Del Papa Francisco, por su parte, me atrae el hecho de que reúne, a la vez, dos facetas que entre los católicos suelen estar separadas. De una parte, el amor a la pobreza, la sobriedad y la preocupación social. De otra, el valor de la oración y la cercanía personal con Jesucristo. El mismo Papa que el domingo pasado condenó con fuerza a la mafia y denunció la lacra de la explotación de la mujer a través de la prostitución, es el que hoy (Corpus Christi) convoca a todos los católicos del mundo a las 17 h de Roma (11 h de Chile) a ir a los templos a adorar a Dios. En él todas las dimensiones de la vida cristiana suenan armónicamente al mismo tiempo, como en una sinfonía.

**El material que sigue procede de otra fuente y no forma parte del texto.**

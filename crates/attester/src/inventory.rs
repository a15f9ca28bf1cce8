//! Working set of attestations due for revocation or removal.
//!
//! [`ExpiryInventory`] is pure in-memory state rebuilt from a full history
//! scan; [`ExpiryService`] drives it on a fixed schedule, pushes due items
//! through the transaction batcher and reconciles the sets against what
//! actually landed on-chain.

use std::collections::HashMap;
use std::time::Duration;

use anyhow::Result;
use chrono::{DateTime, Utc};
use futures::future::join_all;
use tracing::{debug, info, warn};

use attestry_core::{should_remove, should_revoke, AttestationRecord, ClaimHash};

use crate::batcher::TransactionBatcher;
use crate::ledger::AttestationCall;
use crate::oracle::RevocationOracle;
use crate::scanner::AttestationScanner;

/// Which post-transaction state a reconciliation pass checks for.
#[derive(Debug, Clone, Copy, PartialEq, Eq)]
pub enum ReconcileTarget {
    /// Items were submitted for revocation.
    Revoked,
    /// Items were submitted for removal.
    Removed,
}

/// Set sizes, for logging and the dry-run command.
#[derive(Debug, Clone, Copy, PartialEq, Eq)]
pub struct InventorySummary {
    /// Items due for revocation.
    pub to_revoke: usize,
    /// Items due for removal.
    pub to_remove: usize,
    /// Items old enough to revoke but not yet to remove.
    pub to_remove_later: usize,
}

/// Attestations the issuer still owes lifecycle work for.
#[derive(Debug, Default)]
pub struct ExpiryInventory {
    to_revoke: HashMap<ClaimHash, AttestationRecord>,
    to_remove: HashMap<ClaimHash, AttestationRecord>,
    to_remove_later: HashMap<ClaimHash, AttestationRecord>,
}

impl ExpiryInventory {
    /// Create an empty inventory.
    pub fn new() -> Self {
        Self::default()
    }

    /// Rebuild the working set: promote watched items across the removal
    /// threshold, then rescan the full attestation history from block 0.
    pub async fn refresh(
        &mut self,
        scanner: &AttestationScanner,
        now: DateTime<Utc>,
    ) -> Result<()> {
        self.promote(now);

        let mut stream = scanner.scan(0).await?;
        while let Some(record) = stream.next().await? {
            self.classify(record, now);
        }

        let summary = self.summary();
        info!(
            to_revoke = summary.to_revoke,
            to_remove = summary.to_remove,
            watched = summary.to_remove_later,
            "Inventory refreshed"
        );
        Ok(())
    }

    /// Move items that have crossed the removal threshold from the watch set
    /// into the removal set.
    pub fn promote(&mut self, now: DateTime<Utc>) {
        let crossed: Vec<ClaimHash> = self
            .to_remove_later
            .iter()
            .filter(|(_, record)| should_remove(record.created_at, now))
            .map(|(claim, _)| *claim)
            .collect();

        for claim in crossed {
            if let Some(record) = self.to_remove_later.remove(&claim) {
                debug!(claim = %claim, "Promoting into removal set");
                self.to_revoke.remove(&claim);
                self.to_remove.insert(claim, record);
            }
        }
    }

    /// Sort one scanned record into the sets.
    pub fn classify(&mut self, record: AttestationRecord, now: DateTime<Utc>) {
        let claim = record.claim_hash;
        let Some(revoked) = record.revoked else {
            // Already gone from the ledger; nothing left to expire.
            self.purge(&claim);
            return;
        };

        if should_remove(record.created_at, now) {
            self.to_revoke.remove(&claim);
            self.to_remove_later.remove(&claim);
            self.to_remove.insert(claim, record);
        } else if should_revoke(record.created_at, now) {
            if revoked {
                self.to_revoke.remove(&claim);
            } else {
                self.to_revoke.insert(claim, record.clone());
            }
            // Watched for future removal whether or not the revocation has
            // happened yet.
            self.to_remove_later.insert(claim, record);
        }
    }

    /// Drop every item whose observed on-chain state already matches the
    /// target. Claims not tracked in any set are a no-op.
    pub fn apply_observed(
        &mut self,
        observed: &HashMap<ClaimHash, Option<bool>>,
        target: ReconcileTarget,
    ) {
        for (claim, state) in observed {
            match state {
                // Gone from the ledger: no set has work left for it.
                None => self.purge(claim),
                Some(true) if target == ReconcileTarget::Revoked => {
                    self.to_revoke.remove(claim);
                }
                _ => {}
            }
        }
    }

    /// Records currently due for revocation, oldest first.
    pub fn due_for_revocation(&self) -> Vec<AttestationRecord> {
        let mut records: Vec<AttestationRecord> = self.to_revoke.values().cloned().collect();
        records.sort_by_key(|r| r.block);
        records
    }

    /// Records currently due for removal, oldest first.
    pub fn due_for_removal(&self) -> Vec<AttestationRecord> {
        let mut records: Vec<AttestationRecord> = self.to_remove.values().cloned().collect();
        records.sort_by_key(|r| r.block);
        records
    }

    /// Current set sizes.
    pub fn summary(&self) -> InventorySummary {
        InventorySummary {
            to_revoke: self.to_revoke.len(),
            to_remove: self.to_remove.len(),
            to_remove_later: self.to_remove_later.len(),
        }
    }

    fn purge(&mut self, claim: &ClaimHash) {
        self.to_revoke.remove(claim);
        self.to_remove.remove(claim);
        self.to_remove_later.remove(claim);
    }
}

/// Background loop discovering and expiring old attestations.
///
/// Runs on a fixed period; a failed cycle is logged and retried on the next
/// tick, never escalated.
pub struct ExpiryService {
    scanner: AttestationScanner,
    oracle: RevocationOracle,
    batcher: TransactionBatcher,
    inventory: ExpiryInventory,
    cycle_interval: Duration,
}

impl ExpiryService {
    /// Create the service.
    pub fn new(
        scanner: AttestationScanner,
        oracle: RevocationOracle,
        batcher: TransactionBatcher,
        cycle_interval: Duration,
    ) -> Self {
        Self {
            scanner,
            oracle,
            batcher,
            inventory: ExpiryInventory::new(),
            cycle_interval,
        }
    }

    /// Run the expiry loop indefinitely. Should be spawned as a background
    /// task.
    pub async fn run(mut self) -> Result<()> {
        info!(interval = ?self.cycle_interval, "Expiry service starting");

        let mut ticker = tokio::time::interval(self.cycle_interval);
        loop {
            // First tick completes immediately, so the first cycle runs at
            // startup.
            ticker.tick().await;

            if let Err(e) = self.cycle().await {
                warn!("Expiry cycle failed: {:#}", e);
            }
        }
    }

    /// One full pass: refresh the working set, then drive due revocations
    /// and removals through the batcher and reconcile.
    pub async fn cycle(&mut self) -> Result<()> {
        let now = Utc::now();
        self.inventory.refresh(&self.scanner, now).await?;
        self.expire(ReconcileTarget::Revoked).await?;
        self.expire(ReconcileTarget::Removed).await?;
        Ok(())
    }

    /// Submit everything due for `target` and reconcile the outcome.
    async fn expire(&mut self, target: ReconcileTarget) -> Result<()> {
        let due = match target {
            ReconcileTarget::Revoked => self.inventory.due_for_revocation(),
            ReconcileTarget::Removed => self.inventory.due_for_removal(),
        };
        if due.is_empty() {
            return Ok(());
        }

        info!(items = due.len(), target = ?target, "Submitting expiry transactions");

        let handles: Vec<_> = due
            .iter()
            .map(|record| {
                let call = match target {
                    ReconcileTarget::Revoked => AttestationCall::Revoke {
                        claim_hash: record.claim_hash,
                    },
                    ReconcileTarget::Removed => AttestationCall::Remove {
                        claim_hash: record.claim_hash,
                    },
                };
                self.batcher.submit(call)
            })
            .collect();

        // Per-item failures are logged and left in the sets; reconciliation
        // below drops whatever did land on-chain.
        let outcomes = join_all(handles.into_iter().map(|h| h.wait())).await;
        for (record, outcome) in due.iter().zip(outcomes) {
            if let Err(e) = outcome {
                warn!(claim = %record.claim_hash, "Expiry submission failed: {}", e);
            }
        }

        let claims: Vec<ClaimHash> = due.iter().map(|r| r.claim_hash).collect();
        self.reconcile(&claims, target).await
    }

    /// Re-query on-chain state for `claims` and drop everything that already
    /// matches `target`. Safe to call with claims that were never submitted
    /// this round.
    pub async fn reconcile(&mut self, claims: &[ClaimHash], target: ReconcileTarget) -> Result<()> {
        let observed = self.oracle.query_revoked(claims).await?;
        self.inventory.apply_observed(&observed, target);
        Ok(())
    }

    /// Read access to the working set.
    pub fn inventory(&self) -> &ExpiryInventory {
        &self.inventory
    }
}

Me atrae del Papa el hecho de que nunca nos esté diciendo, ni siquiera implícitamente, "miren qué bueno soy, hagan las cosas que yo hago y del modo que a mí me gusta, de lo contrario serán unos egoístas insensibles". Precisamente esa sobriedad suya lo transforma en un ejemplo muy atractivo, que le permite decir cosas muy duras, pero invitando a la conversión y no al resentimiento.
Las palabras de Felipe Berríos me recuerdan a la Blanca, una campesina que conocí hace muchos años, en tierras del sur. Curiosamente, se quejaba no porque el marido le pegaba, sino porque "me pega sin lástima". La corrección, para ser efectiva, tiene que causar más dolor al que corrige que al corregido.
Hechas estas prevenciones, podemos preguntarnos: ¿la parcialidad de algunas de sus palabras, la constante tendencia a caricaturizar al otro, son motivo suficiente para apagar el televisor y dejar de oírlo? Sería un error, porque el padre Berríos, con todas sus injusticias verbales, apunta a algunos temas básicos. La suya es una reacción visceral y apasionada ante un Chile que ha caído en la idolatría del éxito. Desde la PSU a los autos de lujo, desde los artículos publicados en revistas científicas de corriente principal hasta el tamaño de la propia oficina, nos hemos concentrado en banalidades y nos olvidamos de los otros, los perdedores, los que jamás saldrán en un ranking de excelencia, los tímidos, los feos y los que no destacan por nada. Miramos atributos y no a las personas.
Pongo un ejemplo. Él denuncia el clasismo y lo considera quizá el problema más grave de Chile. ¿Basta con nombrar otros problemas aún mayores, como la crisis demográfica, para pensar que él simplifica y quedarnos tan tranquilos? La tan mentada aristocracia castellano-vasca, de la que algunos venimos, se caracterizó por su sobriedad y capacidad de trabajo, pero, en muchos casos, por un patológico sentimiento de superioridad. Hoy ese grupo social ha perdido ese sobrio estilo de vida que lo acompañaba; le queda, en cambio, el clasismo y la arrogancia. Mala mezcla, que provoca la justificada ira de Felipe Berríos.
Él es terriblemente parcial a la hora de juzgar a Juan Pablo II. Pero, aunque no lo sepa, lo que Berríos nos reprocha tiene que ver con algo que nos dijo el Papa aquí en Chile en su discurso en la Cepal (1987). Allí nos propuso no una Teología de la liberación (como la que tiene empobrecida a Venezuela) sino una auténtica teología del trabajo y la solidaridad.
El Papa nos llamó a "sentir la pobreza ajena como propia, hacer carne de uno mismo la miseria de los marginados y, a la vista de ello, actuar con rigurosa coherencia". Nosotros hicimos oídos sordos. Nos dijo que "los pobres no pueden esperar". Nosotros dejamos esperando a esa gente y hoy, 26 años después, seguimos haciendo esperar a sus hijos. ¿Nos puede extrañar que Felipe Berríos alce su voz indignada y hasta "nos pegue sin lástima"? ¿No será ésta, más bien, una razón para mirarlo con más comprensión?